[Records from a dataset]
== == ==

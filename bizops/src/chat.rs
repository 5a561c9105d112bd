//! Interactive chat session

use colored::Colorize;
use eyre::Result;
use rustyline::DefaultEditor;
use rustyline::error::ReadlineError;
use tracing::{debug, info, warn};

use crate::copilot::{ConversationManager, RequestState, Transcript, Turn, TurnRole};
use crate::render;

/// Outcome of a slash command
#[derive(Debug, PartialEq, Eq)]
enum SlashResult {
    Continue,
    Quit,
}

/// Chat REPL over a single transcript
pub struct ChatSession {
    manager: ConversationManager,
    transcript: Transcript,
    state: RequestState<String>,
}

impl ChatSession {
    pub fn new(manager: ConversationManager) -> Self {
        Self {
            manager,
            transcript: Transcript::with_greeting(),
            state: RequestState::new(),
        }
    }

    pub fn transcript(&self) -> &Transcript {
        &self.transcript
    }

    /// Run the REPL main loop
    pub async fn run(&mut self) -> Result<()> {
        self.print_welcome();

        let mut rl = DefaultEditor::new().map_err(|e| eyre::eyre!("Failed to initialize readline: {}", e))?;

        loop {
            let readline = rl.readline(&format!("{} ", ">".bright_green()));

            match readline {
                Ok(line) => {
                    let input = line.trim();
                    if input.is_empty() {
                        continue;
                    }

                    let _ = rl.add_history_entry(input);

                    if input.starts_with('/') {
                        match self.handle_slash_command(input) {
                            SlashResult::Continue => continue,
                            SlashResult::Quit => break,
                        }
                    } else {
                        self.process_user_input(input).await;
                        if let Some(turn) = self.transcript.last() {
                            println!("{}", render::render_turn(turn));
                        }
                    }
                }
                Err(ReadlineError::Interrupted) => {
                    println!("^C");
                    continue;
                }
                Err(ReadlineError::Eof) => {
                    println!();
                    break;
                }
                Err(err) => {
                    return Err(eyre::eyre!("Readline error: {}", err));
                }
            }
        }

        info!(turns = self.transcript.len(), "Chat session ended");
        println!("Goodbye!");
        Ok(())
    }

    fn print_welcome(&self) {
        println!();
        println!("{}", "BizOps Copilot".bright_cyan().bold());
        println!("Type {} for help, {} to quit", "/help".yellow(), "/quit".yellow());
        println!();
        for turn in self.transcript.turns() {
            println!("{}", render::render_turn(turn));
        }
    }

    fn handle_slash_command(&mut self, input: &str) -> SlashResult {
        let cmd = input.split_whitespace().next().unwrap_or("");
        debug!(%cmd, "handle_slash_command: called");

        match cmd {
            "/help" | "/h" => {
                self.print_help();
                SlashResult::Continue
            }
            "/quit" | "/q" | "/exit" => SlashResult::Quit,
            "/clear" | "/c" => {
                self.transcript = Transcript::with_greeting();
                println!("{}", "Started a new conversation.".dimmed());
                SlashResult::Continue
            }
            "/history" => {
                self.print_history();
                SlashResult::Continue
            }
            _ => {
                println!("{} Unknown command: {}", "?".yellow(), cmd);
                println!("Type {} for available commands", "/help".yellow());
                SlashResult::Continue
            }
        }
    }

    fn print_help(&self) {
        println!();
        println!("{}", "Available Commands:".bright_cyan());
        println!("  {:14} Show this help", "/help".yellow());
        println!("  {:14} Exit the chat", "/quit".yellow());
        println!("  {:14} Start a new conversation", "/clear".yellow());
        println!("  {:14} Show conversation history", "/history".yellow());
        println!();
    }

    fn print_history(&self) {
        println!();
        println!("{}", "Conversation History:".bright_cyan());
        for (i, turn) in self.transcript.turns().iter().enumerate() {
            let role = match turn.role() {
                TurnRole::User => "User".bright_green(),
                TurnRole::Assistant => "BizOps".bright_blue(),
            };
            let preview: String = turn.text().chars().take(50).collect();
            let preview = if turn.text().chars().count() > 50 {
                format!("{}...", preview)
            } else {
                preview
            };
            let stamp = turn.created_at().format("%H:%M:%S");
            println!("  {}. [{}] {}: {}", i + 1, stamp, role, preview);
        }
        println!();
    }

    /// Send one message and append the user turn plus the reply or error turn
    async fn process_user_input(&mut self, input: &str) {
        debug!(input_len = %input.len(), "process_user_input: called");
        if let Err(e) = self.state.begin() {
            warn!(error = %e, "process_user_input: request already in flight");
            return;
        }

        let outcome = self.manager.send_turn(input, self.transcript.turns()).await;
        if let Err(e) = self.state.complete(outcome) {
            warn!(error = %e, "process_user_input: state out of sync");
        }

        self.transcript.push(Turn::user(input));
        match self.state.take() {
            Some(Ok(reply)) => self.transcript.push(Turn::assistant(reply)),
            Some(Err(message)) => {
                eprintln!("{}", message.red());
                self.transcript.push(Turn::error());
            }
            None => self.transcript.push(Turn::error()),
        }
    }
}
//! BizOps configuration types and loading

use eyre::{Context, Result};
use serde::{Deserialize, Serialize};
use std::fs;
use std::path::{Path, PathBuf};

/// Main BizOps configuration
#[derive(Debug, Clone, Default, Serialize, Deserialize)]
#[serde(default)]
pub struct Config {
    /// Log level (trace, debug, info, warn, error)
    #[serde(rename = "log-level")]
    pub log_level: Option<String>,

    /// LLM provider configuration
    pub llm: LlmConfig,

    /// Prompt template overrides
    pub prompts: PromptsConfig,
}

impl Config {
    /// Load configuration with fallback chain
    ///
    /// Explicit path, then `./.bizops.yml`, then `~/.config/bizops/bizops.yml`,
    /// then built-in defaults.
    pub fn load(config_path: Option<&PathBuf>) -> Result<Self> {
        // If explicit config path provided, try to load it
        if let Some(path) = config_path {
            return Self::load_from_file(path).context(format!("Failed to load config from {}", path.display()));
        }

        for candidate in Self::candidate_paths() {
            if candidate.exists() {
                match Self::load_from_file(&candidate) {
                    Ok(config) => return Ok(config),
                    Err(e) => {
                        tracing::warn!("Failed to load config from {}: {}", candidate.display(), e);
                    }
                }
            }
        }

        // No config file found, use defaults
        tracing::info!("No config file found, using defaults");
        Ok(Self::default())
    }

    /// Read only the log level, before logging is set up
    ///
    /// Errors are swallowed; the full `load` reports them once logging works.
    pub fn load_log_level(config_path: Option<&PathBuf>) -> Option<String> {
        let path = match config_path {
            Some(path) => Some(path.clone()),
            None => Self::candidate_paths().into_iter().find(|p| p.exists()),
        }?;
        let content = fs::read_to_string(path).ok()?;
        let config: Self = serde_yaml::from_str(&content).ok()?;
        config.log_level
    }

    fn candidate_paths() -> Vec<PathBuf> {
        let mut paths = vec![PathBuf::from(".bizops.yml")];
        if let Some(config_dir) = dirs::config_dir() {
            paths.push(config_dir.join("bizops").join("bizops.yml"));
        }
        paths
    }

    fn load_from_file<P: AsRef<Path>>(path: P) -> Result<Self> {
        let content = fs::read_to_string(&path).context("Failed to read config file")?;

        let config: Self = serde_yaml::from_str(&content).context("Failed to parse config file")?;

        tracing::info!("Loaded config from: {}", path.as_ref().display());
        Ok(config)
    }
}

/// LLM provider configuration
#[derive(Debug, Clone, Serialize, Deserialize)]
#[serde(default)]
pub struct LlmConfig {
    /// Provider name (currently only "gemini" supported)
    pub provider: String,

    /// Model identifier
    pub model: String,

    /// Environment variable containing the API key
    #[serde(rename = "api-key-env")]
    pub api_key_env: String,

    /// API base URL
    #[serde(rename = "base-url")]
    pub base_url: String,

    /// Request timeout in milliseconds; unset leaves the transport default
    #[serde(rename = "timeout-ms")]
    pub timeout_ms: Option<u64>,
}

impl Default for LlmConfig {
    fn default() -> Self {
        Self {
            provider: "gemini".to_string(),
            model: "gemini-2.5-flash".to_string(),
            api_key_env: "GEMINI_API_KEY".to_string(),
            base_url: "https://generativelanguage.googleapis.com".to_string(),
            timeout_ms: None,
        }
    }
}

impl LlmConfig {
    /// Read the API key from the configured environment variable
    pub fn get_api_key(&self) -> Result<String> {
        match std::env::var(&self.api_key_env) {
            Ok(key) if !key.trim().is_empty() => Ok(key.trim().to_string()),
            Ok(_) => Err(eyre::eyre!(
                "LLM API key is empty. Set the {} environment variable.",
                self.api_key_env
            )),
            Err(_) => Err(eyre::eyre!(
                "LLM API key not found. Set the {} environment variable.",
                self.api_key_env
            )),
        }
    }
}

/// Prompt template configuration
#[derive(Debug, Clone, Default, Serialize, Deserialize)]
#[serde(default)]
pub struct PromptsConfig {
    /// Directory holding `<name>.pmt` overrides of the embedded prompts
    pub dir: Option<PathBuf>,
}

#[cfg(test)]
mod tests {
    use super::*;
    use serial_test::serial;
    use std::io::Write;

    #[test]
    fn test_default_config() {
        let config = Config::default();

        assert_eq!(config.llm.provider, "gemini");
        assert!(config.log_level.is_none());
        assert!(config.prompts.dir.is_none());
    }

    #[test]
    fn test_llm_config_defaults() {
        let config = LlmConfig::default();

        assert_eq!(config.provider, "gemini");
        assert_eq!(config.model, "gemini-2.5-flash");
        assert_eq!(config.api_key_env, "GEMINI_API_KEY");
        assert_eq!(config.base_url, "https://generativelanguage.googleapis.com");
        assert!(config.timeout_ms.is_none());
    }

    #[test]
    fn test_deserialize_config() {
        let yaml = r#"
log-level: debug

llm:
  provider: gemini
  model: gemini-2.5-pro
  api-key-env: MY_API_KEY
  base-url: https://proxy.example.com
  timeout-ms: 60000

prompts:
  dir: /etc/bizops/prompts
"#;

        let config: Config = serde_yaml::from_str(yaml).unwrap();

        assert_eq!(config.log_level.as_deref(), Some("debug"));
        assert_eq!(config.llm.model, "gemini-2.5-pro");
        assert_eq!(config.llm.api_key_env, "MY_API_KEY");
        assert_eq!(config.llm.base_url, "https://proxy.example.com");
        assert_eq!(config.llm.timeout_ms, Some(60000));
        assert_eq!(config.prompts.dir, Some(PathBuf::from("/etc/bizops/prompts")));
    }

    #[test]
    fn test_partial_config_uses_defaults() {
        let yaml = r#"
llm:
  model: gemini-2.0-flash
"#;

        let config: Config = serde_yaml::from_str(yaml).unwrap();

        // Specified value
        assert_eq!(config.llm.model, "gemini-2.0-flash");

        // Defaults for unspecified
        assert_eq!(config.llm.provider, "gemini");
        assert_eq!(config.llm.api_key_env, "GEMINI_API_KEY");
        assert!(config.prompts.dir.is_none());
    }

    #[test]
    fn test_load_explicit_path() {
        let mut file = tempfile::NamedTempFile::new().unwrap();
        writeln!(file, "log-level: warn\nllm:\n  model: custom-model").unwrap();
        let path = file.path().to_path_buf();

        let config = Config::load(Some(&path)).unwrap();
        assert_eq!(config.llm.model, "custom-model");
        assert_eq!(Config::load_log_level(Some(&path)).as_deref(), Some("warn"));
    }

    #[test]
    fn test_load_explicit_path_missing_is_error() {
        let path = PathBuf::from("/nonexistent/bizops.yml");
        assert!(Config::load(Some(&path)).is_err());
        assert!(Config::load_log_level(Some(&path)).is_none());
    }

    #[test]
    #[serial]
    fn test_get_api_key_from_env() {
        let config = LlmConfig {
            api_key_env: "BIZOPS_TEST_KEY_PRESENT".to_string(),
            ..Default::default()
        };
        // SAFETY: serialized with every other env-mutating test
        unsafe { std::env::set_var("BIZOPS_TEST_KEY_PRESENT", " secret-key \n") };
        assert_eq!(config.get_api_key().unwrap(), "secret-key");
        unsafe { std::env::remove_var("BIZOPS_TEST_KEY_PRESENT") };
    }

    #[test]
    #[serial]
    fn test_get_api_key_missing_or_blank() {
        let config = LlmConfig {
            api_key_env: "BIZOPS_TEST_KEY_ABSENT".to_string(),
            ..Default::default()
        };
        unsafe { std::env::remove_var("BIZOPS_TEST_KEY_ABSENT") };
        let err = config.get_api_key().unwrap_err();
        assert!(err.to_string().contains("BIZOPS_TEST_KEY_ABSENT"));

        unsafe { std::env::set_var("BIZOPS_TEST_KEY_ABSENT", "   ") };
        assert!(config.get_api_key().is_err());
        unsafe { std::env::remove_var("BIZOPS_TEST_KEY_ABSENT") };
    }
}
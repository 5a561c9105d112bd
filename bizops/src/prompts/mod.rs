//! Prompt templates for the copilot components
//!
//! Embedded defaults can be overridden per file from a prompts directory.

mod embedded;
mod loader;

pub use loader::{DocumentContext, GoalContext, PromptLoader, Template};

== == ==

Work instruction:
Could you copy every line in the records that holds "warn"?

Written solution:
use tracing::{debug, info, warn};
            warn!(error = %e, "process_user_input: request already in flight");
            warn!(error = %e, "process_user_input: state out of sync");
    /// Log level (trace, debug, info, warn, error)
                        tracing::warn!("Failed to load config from {}: {}", candidate.display(), e);
        writeln!(file, "log-level: warn\nllm:\n  model: custom-model").unwrap();
        assert_eq!(Config::load_log_level(Some(&path)).as_deref(), Some("warn"));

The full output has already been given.